* [ACTIVITY]:
Copy out the lines of the records below, and only those lines, from the one with "if let Err(e) = self.sensor.bus_mut().push_script(script)" through the one with "self.message = Some(match", exactly as they appear.

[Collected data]
--------------------------------------------------
use std::io::{self, Write};

use super::ScriptedBus;
use crate::config::BoardConfig;
use crate::grid::OccupancyGrid;
use crate::resolver::{MoveResolver, State};
use crate::rules::ShakmatyRules;
use crate::sensor::SensorGrid;
use shakmaty::{
    CastlingMode, Chess, Color, EnPassantMode, File, Position, Rank, Role, Square, fen::Fen,
};

/// Clears the screen and moves cursor to top-left.
#[inline]
fn clear_screen() {
    print!("\x1B[2J\x1B[H");
}

/// Simulated board: a scripted bus behind a sensor grid, feeding a resolver.
struct Session {
    sensor: SensorGrid<ScriptedBus>,
    resolver: MoveResolver<ShakmatyRules>,
    state: State,
    message: Option<String>,
}

impl Session {
    fn new(config: &BoardConfig) -> Self {
        let start: OccupancyGrid = Chess::default().board().occupied().into();
        let (bus, resolver) = if config.require_setup {
            // Leave the white king off so the setup phase is visible.
            let bus = ScriptedBus::from_grid(start.toggled(Square::E1));
            (bus, MoveResolver::awaiting_setup(ShakmatyRules::new()))
        } else {
            (ScriptedBus::from_grid(start), MoveResolver::new(ShakmatyRules::new()))
        };
        let mut session = Self {
            sensor: SensorGrid::new(bus.with_register_map(config), config),
            resolver,
            state: State::NullState,
            message: None,
        };
        session.poll();
        session
    }

    fn load(&mut self, position: Chess) {
        let grid = position.board().occupied().into();
        self.sensor.bus_mut().load_grid(grid);
        self.resolver = MoveResolver::from_position(ShakmatyRules::new(), position);
        self.poll();
    }

    /// Capture through the bus and feed the reading to the resolver.
    fn poll(&mut self) {
        match self.sensor.capture() {
            Ok(grid) => self.state = self.resolver.poll(grid),
            Err(e) => {
                log::warn!("skipping poll: {e}");
                self.message = Some(format!("⚠ {e}"));
            }
        }
    }

    fn run_script(&mut self, script: &str) {
        if let Err(e) = self.sensor.bus_mut().push_script(script) {
            self.message = Some(format!("❌ {e}"));
            return;
        }
        while self.sensor.bus().pending() > 0 {
            self.sensor.bus_mut().tick();
            self.poll();
        }
    }

    fn confirm(&mut self, uci: &str) {
        let chosen = self
            .resolver
            .candidates()
            .into_iter()
            .find(|mv| mv.to_uci(CastlingMode::Standard).to_string() == uci);
        self.message = Some(match chosen {
            Some(mv) => match self.resolver.confirm(&mv) {
                Ok(state) => {
                    self.state = state;
                    format!("✅ played {mv}")
                }
                Err(e) => format!("❌ {e}"),
            },
            None => format!("❌ {uci} is not a candidate"),
        });
    }
}

/// Runs an interactive terminal interface for simulating the reed switch board.
///
/// Displays raw sensor state alongside the logical game and the resolver's state.
pub fn run_interactive_terminal(config: BoardConfig) {
    let mut session = Session::new(&config);

    clear_screen();
    draw_interface(&mut session);

    loop {
        print!("> ");
        if let Err(e) = io::stdout().flush() {
            eprintln!("Failed to flush stdout: {}", e);
            break;
        }

        let mut input = String::new();
        match io::stdin().read_line(&mut input) {
            Ok(0) => break,
            Ok(_) => {}
            Err(e) => {
                eprintln!("Failed to read input: {}", e);
                break;
            }
        }

        let parts: Vec<&str> = input.split_whitespace().collect();
        if parts.is_empty() {
            continue;
        }

        match parts[0] {
            "t" => match parts.get(1).map(|s| s.parse::<Square>()) {
                Some(Ok(square)) => {
                    session.sensor.bus_mut().toggle(square);
                    session.poll();
                }
                Some(Err(e)) => session.message = Some(format!("Invalid square: {}", e)),
                None => session.message = Some("Usage: t <square>".to_string()),
            },
            "s" => {
                let script = input.trim_start()[1..].trim();
                session.run_script(script);
            }
            "c" => match parts.get(1) {
                Some(uci) => session.confirm(uci),
                None => session.message = Some("Usage: c <uci>".to_string()),
            },
            "load" => {
                if parts.len() < 2 {
                    session.message = Some("Usage: load <fen> | load startpos".to_string());
                } else {
                    let fen_str = if parts[1] == "startpos" {
                        "rnbqkbnr/pppppppp/8/8/8/8/PPPPPPPP/RNBQKBNR w KQkq - 0 1"
                    } else {
                        // Rejoin the rest of the parts as FEN might contain spaces
                        input.trim_start()[4..].trim()
                    };

                    session.message = Some(match fen_str.parse::<Fen>() {
                        Ok(fen) => match fen.into_position::<Chess>(CastlingMode::Standard) {
                            Ok(chess) => {
                                session.load(chess);
                                "✅ Position loaded from FEN".to_string()
                            }
                            Err(_) => "❌ Invalid FEN setup".to_string(),
                        },
                        Err(e) => format!("❌ Invalid FEN: {}", e),
                    });
                }
            }
            "r" => {
                session = Session::new(&config);
                session.message = Some("🔄 Reset to initial state".to_string());
            }
            "p" => {}
            "q" => break,
            _ => session.message = Some("Unknown command".to_string()),
        }

        clear_screen();
        draw_interface(&mut session);
    }
}

/// Draws the complete interface: help text, state, and dual boards.
fn draw_interface(session: &mut Session) {
    println!("♟️  Reed Switch Chess Board Simulator");
    println!();
    println!(
        "Commands: t <square> | s <script> | c <uci> | load <fen> | r (reset) | p (refresh) | q (quit)"
    );
    println!();

    draw_dual_boards(session);

    let resolver = &session.resolver;
    let side = match resolver.side_to_move() {
        Color::White => "white",
        Color::Black => "black",
    };
    println!("State:    {} ({} to move)", session.state, side);
    println!(
        "FEN:      {}",
        Fen::from_position(resolver.position(), EnPassantMode::Legal)
    );

    let delta = resolver.delta();
    if !delta.is_empty() {
        println!(
            "Delta:    +{} -{}",
            join_squares(&delta.added),
            join_squares(&delta.removed)
        );
    }
    if let Some(rejection) = resolver.last_rejection() {
        println!("Rejected: {rejection}");
    }
    if session.state == State::PieceInTransit {
        let candidates: Vec<String> = resolver
            .candidates()
            .iter()
            .map(|mv| mv.to_uci(CastlingMode::Standard).to_string())
            .collect();
        if !candidates.is_empty() {
            println!("Confirm:  {} (c <uci>)", candidates.join(" "));
        }
    }
    if let Some(message) = session.message.take() {
        println!();
        println!("{message}");
    }
}

fn join_squares(squares: &[Square]) -> String {
    squares
        .iter()
        .map(|sq| sq.to_string())
        .collect::<Vec<_>>()
        .join(",")
}

/// Draws both boards side-by-side: raw sensors (left) and game state (right).
fn draw_dual_boards(session: &Session) {
    let sensor_grid = session.sensor.latest().unwrap_or_default();

    println!("╔═════════════════════════════╦═════════════════════════════╗");
    println!("║       Raw Sensors           ║       Game State            ║");
    println!("╠═══╦═════════════════════════╬═══╦═════════════════════════╣");

    for rank in Rank::ALL.iter().rev() {
        print!("║ {} ║", rank.char());
        for file in File::ALL {
            let square = Square::from_coords(file, *rank);
            let has_sensor = sensor_grid.is_occupied(square);
            print!("{}", if has_sensor { " ♟ " } else { " · " });
        }

        print!(" ║");

        print!(" {} ║", rank.char());
        for file in File::ALL {
            let square = Square::from_coords(file, *rank);
            print!("{}", game_state_symbol(square, &sensor_grid, &session.resolver));
        }

        println!(" ║");
    }

    println!("╠═══╬═════════════════════════╬═══╬═════════════════════════╣");
    println!("║   ║ a  b  c  d  e  f  g  h  ║   ║ a  b  c  d  e  f  g  h  ║");
    println!("╚═══╩═════════════════════════╩═══╩═════════════════════════╝");

    println!(
        "Sensor:   {:?} | Pieces: {:02}",
        sensor_grid,
        sensor_grid.count()
    );
}

/// Get the display symbol for a square on the game state board.
fn game_state_symbol(
    square: Square,
    sensor_grid: &OccupancyGrid,
    resolver: &MoveResolver<ShakmatyRules>,
) -> &'static str {
    let has_sensor = sensor_grid.is_occupied(square);

    match resolver.position().board().piece_at(square) {
        Some(piece) if has_sensor => match (piece.role, piece.color) {
            (Role::Pawn, Color::White) => " P ",
            (Role::Knight, Color::White) => " N ",
            (Role::Bishop, Color::White) => " B ",
            (Role::Rook, Color::White) => " R ",
            (Role::Queen, Color::White) => " Q ",
            (Role::King, Color::White) => " K ",
            (Role::Pawn, Color::Black) => " p ",
            (Role::Knight, Color::Black) => " n ",
            (Role::Bishop, Color::Black) => " b ",
            (Role::Rook, Color::Black) => " r ",
            (Role::Queen, Color::Black) => " q ",
            (Role::King, Color::Black) => " k ",
        },
        // Missing piece
        Some(_) => " ○ ",
        // Extra piece
        None if has_sensor => " ⚠ ",
        None => " · ",
    }
}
--------------------------------------------------
* [EXERCISE RESPONSE]:
        if let Err(e) = self.sensor.bus_mut().push_script(script) {
            self.message = Some(format!("❌ {e}"));
            return;
        }
        while self.sensor.bus().pending() > 0 {
            self.sensor.bus_mut().tick();
            self.poll();
        }
    }

    fn confirm(&mut self, uci: &str) {
        let chosen = self
            .resolver
            .candidates()
            .into_iter()
            .find(|mv| mv.to_uci(CastlingMode::Standard).to_string() == uci);
        self.message = Some(match chosen {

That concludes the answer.